*Brief*
All that is wanted is a word-for-word copy of the data from its first line to the line containing "or word resolution", both included.

──────────

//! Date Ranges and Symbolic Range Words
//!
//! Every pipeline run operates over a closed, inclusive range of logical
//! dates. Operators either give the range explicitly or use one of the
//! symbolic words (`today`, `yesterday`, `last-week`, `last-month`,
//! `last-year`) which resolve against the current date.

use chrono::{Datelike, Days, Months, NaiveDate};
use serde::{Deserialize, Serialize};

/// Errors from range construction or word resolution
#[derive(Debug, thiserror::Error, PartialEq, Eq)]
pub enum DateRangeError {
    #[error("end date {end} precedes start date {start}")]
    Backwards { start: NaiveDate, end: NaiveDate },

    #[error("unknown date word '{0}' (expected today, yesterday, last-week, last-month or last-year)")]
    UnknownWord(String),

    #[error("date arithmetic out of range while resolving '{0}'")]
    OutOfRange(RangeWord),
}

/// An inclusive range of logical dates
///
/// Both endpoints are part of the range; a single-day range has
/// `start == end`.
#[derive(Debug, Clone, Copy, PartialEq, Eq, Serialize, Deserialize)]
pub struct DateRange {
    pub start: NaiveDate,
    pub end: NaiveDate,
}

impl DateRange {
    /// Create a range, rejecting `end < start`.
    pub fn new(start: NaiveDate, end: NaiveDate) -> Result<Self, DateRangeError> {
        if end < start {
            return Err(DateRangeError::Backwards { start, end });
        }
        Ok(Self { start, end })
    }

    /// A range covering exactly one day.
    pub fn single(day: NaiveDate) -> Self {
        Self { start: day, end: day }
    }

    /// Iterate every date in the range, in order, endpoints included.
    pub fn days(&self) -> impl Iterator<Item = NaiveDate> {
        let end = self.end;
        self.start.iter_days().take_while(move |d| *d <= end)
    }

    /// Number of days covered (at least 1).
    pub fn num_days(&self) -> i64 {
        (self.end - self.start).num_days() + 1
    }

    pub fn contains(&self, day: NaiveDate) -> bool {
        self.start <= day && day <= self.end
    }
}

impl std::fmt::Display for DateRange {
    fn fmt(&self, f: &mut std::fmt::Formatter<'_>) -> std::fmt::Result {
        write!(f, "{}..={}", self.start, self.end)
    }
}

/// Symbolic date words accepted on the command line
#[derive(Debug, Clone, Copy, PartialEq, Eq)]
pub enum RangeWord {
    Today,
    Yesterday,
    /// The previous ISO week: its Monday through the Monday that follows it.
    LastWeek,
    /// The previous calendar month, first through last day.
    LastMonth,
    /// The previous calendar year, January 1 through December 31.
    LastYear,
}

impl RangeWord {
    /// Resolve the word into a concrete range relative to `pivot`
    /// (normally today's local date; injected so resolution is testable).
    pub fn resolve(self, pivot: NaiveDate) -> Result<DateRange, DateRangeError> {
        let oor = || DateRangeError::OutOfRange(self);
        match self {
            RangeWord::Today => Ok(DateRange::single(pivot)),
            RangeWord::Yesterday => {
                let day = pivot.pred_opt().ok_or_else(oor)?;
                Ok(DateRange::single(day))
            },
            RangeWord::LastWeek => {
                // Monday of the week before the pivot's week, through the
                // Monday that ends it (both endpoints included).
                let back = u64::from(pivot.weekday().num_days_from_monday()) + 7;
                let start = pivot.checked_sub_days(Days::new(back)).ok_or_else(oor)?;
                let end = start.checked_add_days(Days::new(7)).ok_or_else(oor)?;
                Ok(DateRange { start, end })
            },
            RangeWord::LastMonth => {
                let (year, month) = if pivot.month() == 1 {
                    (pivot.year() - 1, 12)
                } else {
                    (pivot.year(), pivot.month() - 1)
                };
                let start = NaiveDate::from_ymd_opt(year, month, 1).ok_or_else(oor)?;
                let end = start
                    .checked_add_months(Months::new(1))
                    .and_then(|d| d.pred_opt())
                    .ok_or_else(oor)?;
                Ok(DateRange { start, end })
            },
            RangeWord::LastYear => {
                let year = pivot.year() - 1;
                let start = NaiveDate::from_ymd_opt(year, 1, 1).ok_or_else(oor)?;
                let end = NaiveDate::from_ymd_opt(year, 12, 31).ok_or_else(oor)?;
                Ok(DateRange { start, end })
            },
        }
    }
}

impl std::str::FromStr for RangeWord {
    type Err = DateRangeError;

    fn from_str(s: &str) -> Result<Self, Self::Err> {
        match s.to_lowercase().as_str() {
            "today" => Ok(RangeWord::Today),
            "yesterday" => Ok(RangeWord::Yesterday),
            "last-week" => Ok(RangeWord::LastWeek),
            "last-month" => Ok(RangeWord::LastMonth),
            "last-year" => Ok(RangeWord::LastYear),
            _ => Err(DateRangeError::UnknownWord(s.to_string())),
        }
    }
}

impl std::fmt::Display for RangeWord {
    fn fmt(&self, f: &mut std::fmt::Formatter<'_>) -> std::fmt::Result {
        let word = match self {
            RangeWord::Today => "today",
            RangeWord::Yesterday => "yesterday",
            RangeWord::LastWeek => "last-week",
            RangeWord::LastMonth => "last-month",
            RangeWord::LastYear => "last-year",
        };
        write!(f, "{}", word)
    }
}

──────────

*Answer for the task*
//! Date Ranges and Symbolic Range Words
//!
//! Every pipeline run operates over a closed, inclusive range of logical
//! dates. Operators either give the range explicitly or use one of the
//! symbolic words (`today`, `yesterday`, `last-week`, `last-month`,
//! `last-year`) which resolve against the current date.

use chrono::{Datelike, Days, Months, NaiveDate};
use serde::{Deserialize, Serialize};

/// Errors from range construction or word resolution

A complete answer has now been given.